Des essais complexes pour mesurer les émissions sonores dans leur contexte
Alors que les cuisines se font de plus en plus ouvertes, les bruits dits ponctuels car se détachant du bruit environnant de la pièce, sont principalement générés par les équipements électroménagers. La problématique est devenue un défi pour les fabricants. La réglementation impose depuis 2011 d’afficher les émissions acoustiques exprimées en décibels pour tout produit pour lesquels le bruit constitue un critère pertinent tels qu’appareils de lavage et froid à l’instar de sa consommation énergétique.
Or, Patrick Cellard, ingénieur spécialiste chez LNE a souligné le manque de contrôle des valeurs acoustiques affichées sur l’étiquetage des équipements en magasin. « Ce ne sont que des valeurs déclaratives de la part des fabricants et rares sont les contrôles réglementaires, de par le coût exigé par des tests en laboratoire ». En cause également, la complexité de ces essais pour mesurer les émissions sonores dans leur contexte. « Le bruit des appareils a certes baissé, de par l’effort entrepris par les fabricants et certains d’entre eux font appel à nos services pour vérifier leurs propres mesures mais d’un point de vue général, le déclarations en matière d’émissions acoustiques restent peu fiables » conclue Patrick Cellard.
L'importance cruciale des conditions d'installations
A la question de la fiabilité des mesures affichées, Quentin Deschamps, chef de produit chez Falmec a confirmé la complexité des normes et la nécessité de tester le produit dans la même situation afin d’obtenir des résultats pertinents. A titre d’exemple, ce dernier a souligné la difficulté de comparer différents modèles de hottes pour le consommateur final. « Le niveau sonore est toujours affiché en mode évacuation ce qui peut générer une confusion quand on parle de modèle mixte, une hotte à recyclage étant toujours plus bruyante qu’une hotte à évacuation. Reste que l’un des devoirs du fabricant est de répondre à ce souci de l’acoustique ».

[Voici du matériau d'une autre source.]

//! Trivia core library: live game sessions over WebSocket, the upstream content
//! service client, configuration, and the HTTP server.

pub mod config;
pub mod content;
pub mod game;
pub mod server;
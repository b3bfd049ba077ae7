//! Session creation: register upstream, load the game, spawn, publish.

use std::sync::Arc;

use super::registry::{RegistryError, SessionRegistry};
use super::session::{GameSession, SessionHandle, SessionInfo, SessionSettings};
use crate::content::{ContentError, ContentService, SessionCreateRequest};

#[derive(Debug, thiserror::Error)]
pub enum CreateSessionError {
    #[error(transparent)]
    Content(#[from] ContentError),
    #[error("no unused session code after {attempts} attempt(s)")]
    CodeCollision { attempts: u32 },
}

/// What the caller gets back for a freshly created session.
#[derive(Debug, Clone)]
pub struct CreatedSession {
    pub handle: SessionHandle,
    pub session_id: i64,
    pub game_name: String,
    pub questions: u32,
}

/// Create a session for `request` and make it reachable through `registry`.
///
/// Upstream failures abort creation with nothing registered. A code that is
/// already live is retried up to `max_code_attempts` times.
pub async fn create_session(
    registry: &SessionRegistry,
    content: Arc<dyn ContentService>,
    settings: &SessionSettings,
    request: &SessionCreateRequest,
    max_code_attempts: u32,
) -> Result<CreatedSession, CreateSessionError> {
    let attempts = max_code_attempts.max(1);
    for attempt in 1..=attempts {
        let created = content.create_session(request).await?;
        let code = created.session_code.trim().to_string();
        if registry.contains(&code).await {
            log::warn!(
                "session code {} already live (attempt {}/{})",
                code,
                attempt,
                attempts
            );
            continue;
        }

        let game = content.fetch_game(created.game_id).await?;
        let game_name = if created.game_name.is_empty() {
            game.game.name.clone()
        } else {
            created.game_name.clone()
        };
        let questions = game.questions.len() as u32;
        let info = SessionInfo {
            session_id: created.session_id,
            code: code.clone(),
            game_id: created.game_id,
            game_name: game_name.clone(),
        };
        let session = GameSession::new(info, game.questions, settings, Some(content.clone()));
        let (handle, _task) = session.spawn(settings);

        match registry.insert(handle.clone()).await {
            Ok(()) => {
                log::info!(
                    "created session {} for game {} ({} questions)",
                    code,
                    created.game_id,
                    questions
                );
                return Ok(CreatedSession {
                    handle,
                    session_id: created.session_id,
                    game_name,
                    questions,
                });
            }
            Err(RegistryError::CodeInUse(_)) => {
                log::warn!("session code {} claimed concurrently (attempt {}/{})", code, attempt, attempts);
                handle.shutdown().await;
            }
        }
    }
    Err(CreateSessionError::CodeCollision { attempts })
}
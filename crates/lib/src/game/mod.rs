//! Game coordination: wire protocol, connections, the per-session state machine,
//! scoring, the session registry and session creation.

pub mod connection;
pub mod create;
pub mod protocol;
pub mod registry;
pub mod scoring;
pub mod session;

pub use connection::{serve, Connection, ConnectionId, DeliveryError, Outbound, Role, TransportError};
pub use create::{create_session, CreateSessionError, CreatedSession};
pub use protocol::{ClientMessage, Envelope, Frame, HostCommand, ProtocolError, ServerMessage, SessionStatus};
pub use registry::{RegistryError, SessionRegistry};
pub use scoring::ScoringPolicy;
pub use session::{GameSession, SessionError, SessionHandle, SessionInfo, SessionSettings, SessionSnapshot};
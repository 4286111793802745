//! Lightbox configuration
//!
//! Tuning for the transition physics and the image viewer, loadable from a
//! `lightbox.toml` document. Every field has a default, so partial documents
//! are accepted:
//!
//! ```toml
//! [transition]
//! spring = 420.0
//! friction = 30.0
//!
//! [viewer]
//! maximum_zoom_scale = 4.0
//! dismiss_button_position = "top_trailing"
//! ```

use crate::error::{LightboxError, Result};
use serde::{Deserialize, Serialize};
use std::fs;
use std::path::Path;
use std::time::Duration;

// =============================================================================
// Top-level
// =============================================================================

/// Complete configuration
#[derive(Clone, Debug, Default, PartialEq, Deserialize, Serialize)]
pub struct LightboxConfig {
    #[serde(default)]
    pub transition: TransitionConfig,
    #[serde(default)]
    pub viewer: ViewerConfig,
}

impl LightboxConfig {
    /// Parse and validate a TOML document
    pub fn from_toml_str(source: &str) -> Result<Self> {
        let config: LightboxConfig = toml::from_str(source)?;
        config.validate()?;
        Ok(config)
    }

    /// Load and validate a TOML file
    pub fn load(path: &Path) -> Result<Self> {
        let source = fs::read_to_string(path)?;
        let config = Self::from_toml_str(&source)?;
        tracing::debug!("Loaded lightbox configuration from {}", path.display());
        Ok(config)
    }

    pub fn validate(&self) -> Result<()> {
        self.transition.validate()?;
        self.viewer.validate()
    }
}

// =============================================================================
// Transition
// =============================================================================

/// Spring physics and presentation constants for photo transitions
#[derive(Clone, Debug, PartialEq, Deserialize, Serialize)]
pub struct TransitionConfig {
    /// Spring constant of the damped oscillator
    #[serde(default = "default_spring")]
    pub spring: f32,
    /// Friction (damping) constant of the damped oscillator
    #[serde(default = "default_friction")]
    pub friction: f32,
    /// Drag distance on either axis past which releasing completes a dismissal
    #[serde(default = "default_dismiss_threshold")]
    pub dismiss_translation_threshold: f32,
    /// Nominal duration reported to the host presentation system
    #[serde(default = "default_transition_ms")]
    pub duration_ms: u64,
    #[serde(default = "default_shadow_offset_y")]
    pub shadow_offset_y: f32,
    #[serde(default = "default_shadow_radius")]
    pub shadow_radius: f32,
    #[serde(default = "default_shadow_opacity")]
    pub shadow_opacity: f32,
}

fn default_spring() -> f32 {
    500.0
}

fn default_friction() -> f32 {
    36.5
}

fn default_dismiss_threshold() -> f32 {
    50.0
}

fn default_transition_ms() -> u64 {
    235
}

fn default_shadow_offset_y() -> f32 {
    20.0
}

fn default_shadow_radius() -> f32 {
    20.0
}

fn default_shadow_opacity() -> f32 {
    0.35
}

impl Default for TransitionConfig {
    fn default() -> Self {
        Self {
            spring: default_spring(),
            friction: default_friction(),
            dismiss_translation_threshold: default_dismiss_threshold(),
            duration_ms: default_transition_ms(),
            shadow_offset_y: default_shadow_offset_y(),
            shadow_radius: default_shadow_radius(),
            shadow_opacity: default_shadow_opacity(),
        }
    }
}

impl TransitionConfig {
    pub fn duration(&self) -> Duration {
        Duration::from_millis(self.duration_ms)
    }

    pub fn validate(&self) -> Result<()> {
        if !(self.spring > 0.0) {
            return Err(invalid("transition.spring", "must be greater than zero"));
        }
        if !(self.friction >= 0.0) {
            return Err(invalid("transition.friction", "must not be negative"));
        }
        if !(self.dismiss_translation_threshold >= 0.0) {
            return Err(invalid(
                "transition.dismiss_translation_threshold",
                "must not be negative",
            ));
        }
        if !(0.0..=1.0).contains(&self.shadow_opacity) {
            return Err(invalid("transition.shadow_opacity", "must be within 0.0..=1.0"));
        }
        Ok(())
    }
}

// =============================================================================
// Viewer
// =============================================================================

/// Corner the dismiss button is pinned to
#[derive(Clone, Copy, Debug, Default, PartialEq, Eq, Deserialize, Serialize)]
#[serde(rename_all = "snake_case")]
pub enum DismissButtonPosition {
    #[default]
    TopLeading,
    TopTrailing,
}

/// Paging and zooming behaviour of the viewer
#[derive(Clone, Debug, PartialEq, Deserialize, Serialize)]
pub struct ViewerConfig {
    #[serde(default = "default_min_zoom")]
    pub minimum_zoom_scale: f32,
    #[serde(default = "default_max_zoom")]
    pub maximum_zoom_scale: f32,
    #[serde(default = "default_zoom_ms")]
    pub zoom_animation_ms: u64,
    /// Horizontal gap between pages
    #[serde(default = "default_spacing")]
    pub spacing_between_images: f32,
    /// Number of downloaded images kept in memory
    #[serde(default = "default_cache_capacity")]
    pub remote_cache_capacity: usize,
    #[serde(default)]
    pub dismiss_button_position: DismissButtonPosition,
}

fn default_min_zoom() -> f32 {
    1.0
}

fn default_max_zoom() -> f32 {
    3.0
}

fn default_zoom_ms() -> u64 {
    300
}

fn default_spacing() -> f32 {
    40.0
}

fn default_cache_capacity() -> usize {
    64
}

impl Default for ViewerConfig {
    fn default() -> Self {
        Self {
            minimum_zoom_scale: default_min_zoom(),
            maximum_zoom_scale: default_max_zoom(),
            zoom_animation_ms: default_zoom_ms(),
            spacing_between_images: default_spacing(),
            remote_cache_capacity: default_cache_capacity(),
            dismiss_button_position: DismissButtonPosition::default(),
        }
    }
}

impl ViewerConfig {
    pub fn zoom_animation(&self) -> Duration {
        Duration::from_millis(self.zoom_animation_ms)
    }

    pub fn validate(&self) -> Result<()> {
        if !(self.minimum_zoom_scale > 0.0) {
            return Err(invalid("viewer.minimum_zoom_scale", "must be greater than zero"));
        }
        if !(self.maximum_zoom_scale >= self.minimum_zoom_scale) {
            return Err(invalid(
                "viewer.maximum_zoom_scale",
                "must not be smaller than minimum_zoom_scale",
            ));
        }
        if self.remote_cache_capacity == 0 {
            return Err(invalid("viewer.remote_cache_capacity", "must be at least 1"));
        }
        Ok(())
    }
}

fn invalid(field: &'static str, reason: &str) -> LightboxError {
    LightboxError::InvalidConfig {
        field,
        reason: reason.to_string(),
    }
}
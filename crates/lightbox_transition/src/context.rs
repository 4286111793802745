//! Transition context
//!
//! What the host presentation system hands a running transition: the
//! container view the transition plays out in, the root views of the
//! outgoing and incoming screens, and a way to report the outcome.

use lightbox_core::ViewId;
use std::cell::Cell;

/// Which side of the transition a view belongs to
#[derive(Clone, Copy, Debug, PartialEq, Eq)]
pub enum TransitionViewKey {
    /// The screen being transitioned away from
    From,
    /// The screen being transitioned to
    To,
}

/// Host-provided state of one running transition
///
/// Transitions hold the context weakly; the host keeps it alive until
/// [`TransitionContext::complete_transition`] has been called.
pub trait TransitionContext {
    /// View the transition animates in
    fn container_view(&self) -> Option<ViewId>;

    /// Root view of the outgoing or incoming screen
    fn view(&self, key: TransitionViewKey) -> Option<ViewId>;

    /// Report the outcome; `false` means the transition did not take effect
    fn complete_transition(&self, did_complete: bool);
}

type CompletionHandler = Box<dyn Fn(bool)>;

/// A fixed set of views with an optional completion handler
///
/// Records the reported outcome, which makes it handy for hosts that only
/// need to poll.
pub struct SimpleTransitionContext {
    container: Option<ViewId>,
    from: Option<ViewId>,
    to: Option<ViewId>,
    outcome: Cell<Option<bool>>,
    completions: Cell<u32>,
    on_complete: Option<CompletionHandler>,
}

impl SimpleTransitionContext {
    pub fn new(container: ViewId, from: ViewId, to: ViewId) -> Self {
        Self {
            container: Some(container),
            from: Some(from),
            to: Some(to),
            outcome: Cell::new(None),
            completions: Cell::new(0),
            on_complete: None,
        }
    }

    /// A context that is missing its container view
    pub fn without_container(from: ViewId, to: ViewId) -> Self {
        Self {
            container: None,
            ..Self::new(ViewId::default(), from, to)
        }
    }

    pub fn on_complete<F>(mut self, handler: F) -> Self
    where
        F: Fn(bool) + 'static,
    {
        self.on_complete = Some(Box::new(handler));
        self
    }

    /// The last reported outcome, if any
    pub fn outcome(&self) -> Option<bool> {
        self.outcome.get()
    }

    /// How many times the outcome has been reported
    pub fn completion_count(&self) -> u32 {
        self.completions.get()
    }
}

impl TransitionContext for SimpleTransitionContext {
    fn container_view(&self) -> Option<ViewId> {
        self.container
    }

    fn view(&self, key: TransitionViewKey) -> Option<ViewId> {
        match key {
            TransitionViewKey::From => self.from,
            TransitionViewKey::To => self.to,
        }
    }

    fn complete_transition(&self, did_complete: bool) {
        self.outcome.set(Some(did_complete));
        self.completions.set(self.completions.get() + 1);
        if let Some(handler) = &self.on_complete {
            handler(did_complete);
        }
    }
}
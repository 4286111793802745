//! Per-surface frame driver
//!
//! Every display surface has one [`Animator`], created on first use and shared
//! by all consumers on that surface. It ticks its active animations once per
//! display refresh and pauses its frame clock whenever it has nothing to do.
//!
//! The host owns the real display link: it registers a clock callback with
//! [`Animator::set_clock_callback`], starts delivering frames when told the
//! clock is running, and calls [`Animator::tick`] on every refresh.
//!
//! Everything here lives on the UI thread. Adds and removes issued from inside
//! a tick pass (for example from a completion callback) are queued and applied
//! once the pass is over.

use crate::animation::SharedAnimation;
use lightbox_core::{SurfaceId, ViewTree};
use rustc_hash::FxHashMap;
use std::cell::RefCell;
use std::rc::Rc;
use std::time::{Duration, Instant};

/// Notified with `true` when the clock resumes and `false` when it pauses
pub type ClockCallback = Rc<dyn Fn(bool)>;

/// Nominal refresh interval used for the first frame after the clock resumes
const NOMINAL_FRAME: Duration = Duration::from_micros(16_667);

thread_local! {
    static ANIMATORS: RefCell<FxHashMap<SurfaceId, Animator>> = RefCell::new(FxHashMap::default());
}

#[derive(Default)]
struct AnimatorState {
    animations: Vec<SharedAnimation>,
    running: bool,
    ticking: bool,
    pending_add: Vec<SharedAnimation>,
    pending_remove: Vec<SharedAnimation>,
    last_frame: Option<Instant>,
    clock_callback: Option<ClockCallback>,
}

impl AnimatorState {
    /// Set the clock state, returning the callback to notify if it changed
    fn set_running(&mut self, running: bool) -> Option<ClockCallback> {
        if self.running == running {
            return None;
        }
        self.running = running;
        if running {
            self.last_frame = None;
        }
        tracing::debug!(
            "Animator: frame clock {}",
            if running { "resumed" } else { "paused" }
        );
        self.clock_callback.clone()
    }
}

/// Frame driver for one display surface
///
/// Cloning yields another handle to the same driver.
#[derive(Clone, Default)]
pub struct Animator {
    state: Rc<RefCell<AnimatorState>>,
}

impl Animator {
    /// A standalone animator not registered for any surface
    pub fn new() -> Self {
        Self::default()
    }

    /// The shared animator for `surface`, created on first use
    pub fn for_surface(surface: SurfaceId) -> Animator {
        ANIMATORS.with(|animators| {
            animators
                .borrow_mut()
                .entry(surface)
                .or_insert_with(|| {
                    tracing::debug!("Animator: created for {:?}", surface);
                    Animator::new()
                })
                .clone()
        })
    }

    /// Tear down the animator for `surface`
    ///
    /// Active animations are dropped and the clock is reported paused.
    /// Returns `false` if no animator existed.
    pub fn release_surface(surface: SurfaceId) -> bool {
        let Some(animator) = ANIMATORS.with(|animators| animators.borrow_mut().remove(&surface))
        else {
            return false;
        };
        let notify = {
            let mut state = animator.state.borrow_mut();
            state.animations.clear();
            state.pending_add.clear();
            state.pending_remove.clear();
            let notify = state.set_running(false);
            state.clock_callback = None;
            notify
        };
        if let Some(callback) = notify {
            callback(false);
        }
        tracing::debug!("Animator: released {:?}", surface);
        true
    }

    /// Hook the host's display link
    pub fn set_clock_callback<F>(&self, callback: F)
    where
        F: Fn(bool) + 'static,
    {
        self.state.borrow_mut().clock_callback = Some(Rc::new(callback));
    }

    pub fn clear_clock_callback(&self) {
        self.state.borrow_mut().clock_callback = None;
    }

    /// Whether the frame clock is running
    pub fn is_running(&self) -> bool {
        self.state.borrow().running
    }

    /// Number of active animations
    pub fn len(&self) -> usize {
        self.state.borrow().animations.len()
    }

    pub fn is_empty(&self) -> bool {
        self.state.borrow().animations.is_empty()
    }

    pub fn contains(&self, animation: &SharedAnimation) -> bool {
        self.state
            .borrow()
            .animations
            .iter()
            .any(|active| Rc::ptr_eq(active, animation))
    }

    /// Check if two handles refer to the same driver
    pub fn ptr_eq(&self, other: &Animator) -> bool {
        Rc::ptr_eq(&self.state, &other.state)
    }

    /// Start ticking `animation`; a no-op if it is already active
    pub fn add(&self, animation: SharedAnimation) {
        let notify = {
            let mut state = self.state.borrow_mut();
            if state.ticking {
                state
                    .pending_remove
                    .retain(|queued| !Rc::ptr_eq(queued, &animation));
                if !contains(&state.pending_add, &animation) {
                    state.pending_add.push(animation);
                }
                return;
            }
            if contains(&state.animations, &animation) {
                return;
            }
            state.animations.push(animation);
            state.set_running(true)
        };
        if let Some(callback) = notify {
            callback(true);
        }
    }

    /// Stop ticking `animation`; a no-op if it is not active
    pub fn remove(&self, animation: &SharedAnimation) {
        let notify = {
            let mut state = self.state.borrow_mut();
            if state.ticking {
                state.pending_add.retain(|queued| !Rc::ptr_eq(queued, animation));
                if !contains(&state.pending_remove, animation) {
                    state.pending_remove.push(animation.clone());
                }
                return;
            }
            let before = state.animations.len();
            state.animations.retain(|active| !Rc::ptr_eq(active, animation));
            if state.animations.len() == before || !state.animations.is_empty() {
                return;
            }
            state.set_running(false)
        };
        if let Some(callback) = notify {
            callback(false);
        }
    }

    /// Display refresh entry point
    ///
    /// Ticks every active animation once with `frame_duration`, then drops
    /// the ones that finished. Does nothing while the clock is paused.
    pub fn tick(&self, frame_duration: Duration, views: &mut ViewTree) {
        let active = {
            let mut state = self.state.borrow_mut();
            if !state.running || state.ticking {
                return;
            }
            state.ticking = true;
            state.last_frame = Some(Instant::now());
            state.animations.clone()
        };

        let dt = frame_duration.as_secs_f32();
        let finished: Vec<SharedAnimation> = active
            .iter()
            .filter(|animation| animation.borrow_mut().animation_tick(dt, views))
            .cloned()
            .collect();

        let notify = {
            let mut state = self.state.borrow_mut();
            state.ticking = false;

            let pending_remove = std::mem::take(&mut state.pending_remove);
            state.animations.retain(|animation| {
                !contains(&finished, animation) && !contains(&pending_remove, animation)
            });
            for animation in std::mem::take(&mut state.pending_add) {
                if !contains(&state.animations, &animation) {
                    state.animations.push(animation);
                }
            }

            if !finished.is_empty() {
                tracing::trace!(
                    "Animator: {} finished, {} active",
                    finished.len(),
                    state.animations.len()
                );
            }
            let running = !state.animations.is_empty();
            state.set_running(running).map(|callback| (callback, running))
        };
        if let Some((callback, running)) = notify {
            callback(running);
        }
    }

    /// Tick using the wall-clock time since the previous frame
    pub fn tick_now(&self, views: &mut ViewTree) {
        let frame_duration = self
            .state
            .borrow()
            .last_frame
            .map_or(NOMINAL_FRAME, |last| last.elapsed());
        self.tick(frame_duration, views);
    }
}

fn contains(list: &[SharedAnimation], animation: &SharedAnimation) -> bool {
    list.iter().any(|entry| Rc::ptr_eq(entry, animation))
}
//! Spring animations bound to a view
//!
//! A [`SpringAnimation`] drives one [`AnimatableProperty`] of one view toward
//! a target. It holds only a [`ViewId`], so the view can be destroyed at any
//! time; the next tick then reports the animation finished without touching
//! anything.

use crate::property::AnimatableProperty;
use crate::spring::SpringIntegrator;
use crate::vector::{Interpolatable, Vector};
use lightbox_core::{ViewId, ViewTree};
use std::cell::RefCell;
use std::rc::Rc;

/// Called after every tick with the finished flag
pub type TickCallback = Box<dyn FnMut(bool, &mut ViewTree)>;

/// An animation registered with an [`Animator`](crate::Animator)
///
/// Identity is the `Rc` allocation: the same handle added twice is one entry.
pub type SharedAnimation = Rc<RefCell<dyn Animatable>>;

/// Anything the frame driver can tick
pub trait Animatable {
    /// Advance by `dt` seconds, returning `true` once finished
    fn animation_tick(&mut self, dt: f32, views: &mut ViewTree) -> bool;
}

/// Result of one [`SpringAnimation::tick`]
#[derive(Clone, Debug, PartialEq)]
pub struct SpringStep {
    pub position: Vector,
    pub velocity: Vector,
    pub finished: bool,
}

pub struct SpringAnimation<P: AnimatableProperty> {
    view: ViewId,
    property: P,
    target: Vector,
    current: Vector,
    velocity: Vector,
    integrator: SpringIntegrator,
    on_tick: Option<TickCallback>,
}

impl<P: AnimatableProperty> SpringAnimation<P> {
    /// Animate `property` of `view` from its current value to `target`
    pub fn new(
        views: &ViewTree,
        view: ViewId,
        property: P,
        target: P::Value,
        velocity: P::Value,
    ) -> Self {
        Self::from_vectors(views, view, property, target.to_vector(), velocity.to_vector())
    }

    /// Like [`SpringAnimation::new`] but with raw component vectors
    ///
    /// A `target` whose length differs from the property's value never
    /// satisfies the completion test, so such an animation runs until its
    /// view is destroyed or it is removed from the animator.
    pub fn from_vectors(
        views: &ViewTree,
        view: ViewId,
        property: P,
        target: Vector,
        velocity: Vector,
    ) -> Self {
        let current = match views.get(view) {
            Some(node) => property.read(node),
            None => P::Value::ZERO.to_vector(),
        };
        Self {
            view,
            property,
            target,
            current,
            velocity,
            integrator: SpringIntegrator::default(),
            on_tick: None,
        }
    }

    pub fn with_integrator(mut self, integrator: SpringIntegrator) -> Self {
        self.integrator = integrator;
        self
    }

    /// Register the per-tick callback
    pub fn on_tick<F>(mut self, callback: F) -> Self
    where
        F: FnMut(bool, &mut ViewTree) + 'static,
    {
        self.on_tick = Some(Box::new(callback));
        self
    }

    pub fn view(&self) -> ViewId {
        self.view
    }

    pub fn target(&self) -> &Vector {
        &self.target
    }

    pub fn current(&self) -> &Vector {
        &self.current
    }

    pub fn velocity(&self) -> &Vector {
        &self.velocity
    }

    pub fn spring(&self) -> f32 {
        self.integrator.spring
    }

    pub fn set_spring(&mut self, spring: f32) {
        self.integrator.spring = spring;
    }

    pub fn friction(&self) -> f32 {
        self.integrator.friction
    }

    pub fn set_friction(&mut self, friction: f32) {
        self.integrator.friction = friction;
    }

    /// Advance one integration step of `dt` seconds
    pub fn tick(&mut self, dt: f32, views: &mut ViewTree) -> SpringStep {
        let finished = match views.get_mut(self.view) {
            Some(node) => {
                let current = P::Value::from_vector(&self.current);
                let velocity = P::Value::from_vector(&self.velocity);
                let target = P::Value::from_vector(&self.target);

                let derivative = self.integrator.integrate(current - target, velocity, dt);
                self.current = (current + derivative.dpdt * dt).to_vector();
                self.velocity = (velocity + derivative.dvdt * dt).to_vector();
                self.property.write(node, &self.current);

                let finished = self
                    .current
                    .is_within(&self.target, self.property.threshold());
                if finished {
                    // Land exactly on target rather than asymptotically near it
                    self.property.write(node, &self.target);
                }
                finished
            }
            None => {
                tracing::trace!("SpringAnimation: view {:?} is gone, finishing", self.view);
                return self.step(true);
            }
        };

        if let Some(callback) = self.on_tick.as_mut() {
            callback(finished, views);
        }
        self.step(finished)
    }

    fn step(&self, finished: bool) -> SpringStep {
        SpringStep {
            position: self.current.clone(),
            velocity: self.velocity.clone(),
            finished,
        }
    }
}

impl<P: AnimatableProperty + 'static> SpringAnimation<P> {
    /// Wrap for registration with an [`Animator`](crate::Animator)
    pub fn into_shared(self) -> SharedAnimation {
        let shared: SharedAnimation = Rc::new(RefCell::new(self));
        shared
    }
}

impl<P: AnimatableProperty> Animatable for SpringAnimation<P> {
    fn animation_tick(&mut self, dt: f32, views: &mut ViewTree) -> bool {
        self.tick(dt, views).finished
    }
}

Pour se faire, cela passe par l’amélioration technologique permanente des produits. Et Quentin Deschamps de citer en exemple l’effort porté par Falmec autour de hottes capitonnées et l’utilisation des matériaux plus absorbants. En jeu également, les conditions d’installation qui peuvent avoir un impact en matière d’émissions sonores. Falmec accompagne les poseurs afin de respecterles bonnes pratiques d’installation qui garantissent les performances du produit. Même démarche pour Liebherr auprès des installateurs en matière d’encastrable afin de préconiser des systèmes d’installation garantissant non seulement la durabilité mais également la limitation des vibrations par exemple d’un réfrigérateur propice aux émissions sonores.
"Le meilleur bruit est celui que l’on ne fait pas..."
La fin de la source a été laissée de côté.